La recrudescence des épisodes de chaleur extrême pousse l’agriculture mondiale «à bout» et menace déjà la santé et les moyens de subsistance de plus d’un milliard de personnes, alertent l’ONU pour l’alimentation et l’agriculture (FAO) et l’Organisation météorologique mondiale (OMM) dans un rapport publié le 22 avril.
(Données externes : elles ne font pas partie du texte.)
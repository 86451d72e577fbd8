use serde::Serialize;
use tapeview_domain::error::DomainError;
use tapeview_domain::repositories::tick_log::TickLogSnapshot;
use tapeview_domain::services::indicators::{compute_indicator_rows, PurgeReport};
use tapeview_domain::services::ohlcv::{resample_ticks, ResampleReport};
use tapeview_domain::services::tick_reader::{read_symbol_ticks, RowDropReason, TickReadReport};
use tapeview_domain::value_objects::indicator_row::IndicatorRow;
use tapeview_domain::value_objects::quote::Quote;
use tapeview_domain::value_objects::symbol::SymbolSlot;
use tapeview_domain::value_objects::timeframe::Timeframe;

/// One symbol's derived series for a single cycle.
#[derive(Debug, Clone, PartialEq, Serialize)]
pub struct SymbolSeries {
    pub label: String,
    pub group: usize,
    /// Latest parsed tick, independent of whether any bar survived the purge.
    pub quote: Option<Quote>,
    pub rows: Vec<IndicatorRow>,
    pub read: TickReadReport,
    pub resample: ResampleReport,
    pub purge: PurgeReport,
}

impl SymbolSeries {
    pub fn empty(slot: &SymbolSlot) -> Self {
        Self {
            label: slot.label.clone(),
            group: slot.group,
            quote: None,
            rows: Vec::new(),
            read: TickReadReport::default(),
            resample: ResampleReport::default(),
            purge: PurgeReport::default(),
        }
    }

    pub fn closes(&self) -> Vec<f64> {
        self.rows.iter().map(|row| row.bar.close).collect()
    }

    pub fn latest_rsi(&self) -> Option<f64> {
        self.rows.last().map(|row| row.rsi14)
    }
}

/// Per-symbol drop reasons. Partial trailing rows belong to the whole log and are reported
/// by the tick log adapter.
const SYMBOL_DROP_REASONS: [RowDropReason; 3] = [
    RowDropReason::Null,
    RowDropReason::Unparsable,
    RowDropReason::BadTimestamp,
];

/// Drop counts of the current log for one symbol, published as gauges since every cycle
/// recomputes them from scratch.
fn symbol_drop_counts(read: &TickReadReport) -> [(RowDropReason, usize); 3] {
    SYMBOL_DROP_REASONS.map(|reason| (reason, read.count(reason)))
}

/// Tick reader → resampler → indicator engine for one symbol, from scratch.
pub fn derive_symbol_series(
    snapshot: &TickLogSnapshot,
    slot: &SymbolSlot,
    timeframe: &Timeframe,
) -> Result<SymbolSeries, DomainError> {
    let (ticks, read) = read_symbol_ticks(snapshot, slot)?;
    let quote = Quote::latest(&ticks);
    let (bars, resample) = resample_ticks(&ticks, timeframe)?;
    let (rows, purge) = compute_indicator_rows(&bars);

    for (reason, dropped) in symbol_drop_counts(&read) {
        metrics::gauge!(
            "tapeview.app.rows_dropped",
            "symbol" => slot.label.clone(),
            "reason" => reason.as_str()
        )
        .set(dropped as f64);
    }
    metrics::gauge!("tapeview.app.ticks_out_of_order", "symbol" => slot.label.clone())
        .set(resample.out_of_order as f64);

    tracing::debug!(
        symbol = %slot.label,
        ticks = read.ticks,
        dropped = read.dropped(),
        bars = resample.bars_out,
        out_of_order = resample.out_of_order,
        rows = purge.rows_out,
        purged_history = purge.insufficient_history,
        purged_volume = purge.negative_volume_diff,
        "symbol series derived"
    );

    Ok(SymbolSeries {
        label: slot.label.clone(),
        group: slot.group,
        quote,
        rows,
        read,
        resample,
        purge,
    })
}
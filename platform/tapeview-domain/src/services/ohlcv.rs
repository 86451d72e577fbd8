use crate::error::DomainError;
use crate::value_objects::bar::OhlcBar;
use crate::value_objects::tick::TickRecord;
use crate::value_objects::timeframe::Timeframe;
use serde::Serialize;

#[derive(Debug, Default, Clone, PartialEq, Serialize)]
pub struct ResampleReport {
    pub ticks_in: usize,
    pub bars_out: usize,
    pub out_of_order: usize,
    pub first_out_of_order: Option<i64>,
    /// Runs of empty buckets between materialized bars. They are reported, never filled.
    pub gaps: usize,
    pub max_gap_seconds: Option<i64>,
}

struct BucketAccumulator {
    bucket_start: i64,
    open: f64,
    high: f64,
    low: f64,
    close: f64,
    volume_sum: f64,
    ticks: usize,
}

impl BucketAccumulator {
    fn open_with(bucket_start: i64, tick: &TickRecord) -> Self {
        Self {
            bucket_start,
            open: tick.price,
            high: tick.price,
            low: tick.price,
            close: tick.price,
            volume_sum: tick.volume,
            ticks: 1,
        }
    }

    fn push(&mut self, tick: &TickRecord) {
        self.high = self.high.max(tick.price);
        self.low = self.low.min(tick.price);
        self.close = tick.price;
        self.volume_sum += tick.volume;
        self.ticks += 1;
    }

    fn finish(self) -> OhlcBar {
        OhlcBar {
            bucket_start: self.bucket_start,
            open: self.open,
            high: self.high,
            low: self.low,
            close: self.close,
            volume_mean: self.volume_sum / self.ticks as f64,
        }
    }
}

/// Buckets time-ordered ticks into one bar per non-empty bucket.
///
/// Ticks older than the previously accepted tick are dropped rather than reopening an
/// earlier bucket, so `bucket_start` stays strictly increasing without re-sorting.
pub fn resample_ticks(
    ticks: &[TickRecord],
    timeframe: &Timeframe,
) -> Result<(Vec<OhlcBar>, ResampleReport), DomainError> {
    if timeframe.step_seconds <= 0 {
        return Err(DomainError::InvalidBucketWidth(timeframe.step_seconds));
    }

    let mut report = ResampleReport {
        ticks_in: ticks.len(),
        ..ResampleReport::default()
    };
    let mut output = Vec::new();
    let mut bucket: Option<BucketAccumulator> = None;
    let mut last_ts: Option<i64> = None;

    for tick in ticks {
        if let Some(prev) = last_ts {
            if tick.timestamp < prev {
                report.out_of_order += 1;
                if report.first_out_of_order.is_none() {
                    report.first_out_of_order = Some(tick.timestamp);
                }
                continue;
            }
        }
        last_ts = Some(tick.timestamp);

        let bucket_start = timeframe.bucket_start(tick.timestamp);
        bucket = match bucket.take() {
            Some(mut active) if active.bucket_start == bucket_start => {
                active.push(tick);
                Some(active)
            }
            previous => {
                if let Some(done) = previous {
                    output.push(done.finish());
                }
                Some(BucketAccumulator::open_with(bucket_start, tick))
            }
        };
    }

    if let Some(done) = bucket {
        output.push(done.finish());
    }

    let (gaps, max_gap_seconds) = bucket_gaps(&output, timeframe.step_seconds);
    report.gaps = gaps;
    report.max_gap_seconds = max_gap_seconds;
    report.bars_out = output.len();
    Ok((output, report))
}

fn bucket_gaps(bars: &[OhlcBar], step_seconds: i64) -> (usize, Option<i64>) {
    let mut gaps = 0;
    let mut max_gap: Option<i64> = None;
    for pair in bars.windows(2) {
        let diff = pair[1].bucket_start - pair[0].bucket_start;
        if diff > step_seconds {
            gaps += 1;
            max_gap = Some(max_gap.map_or(diff, |current| current.max(diff)));
        }
    }
    (gaps, max_gap)
}
/// One parsed observation for a single symbol, prior to resampling.
#[derive(Debug, Clone, PartialEq)]
pub struct TickRecord {
    pub timestamp: i64,
    pub price: f64,
    pub change: String,
    pub volume: f64,
}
Lié au réchauffement climatique, le phénomène fait déjà perdre chaque année 500 milliards d’heures de travail à l’agriculture. Or, ces températures «exceptionnellement chaudes» par rapport aux normales devraient encore s’accentuer. Leur intensité pourrait ainsi doubler dans un scénario de réchauffement à 2°C, préviennent les scientifiques. Partout dans le monde, les effets sont déjà visibles et pas un secteur agricole n’y échappe.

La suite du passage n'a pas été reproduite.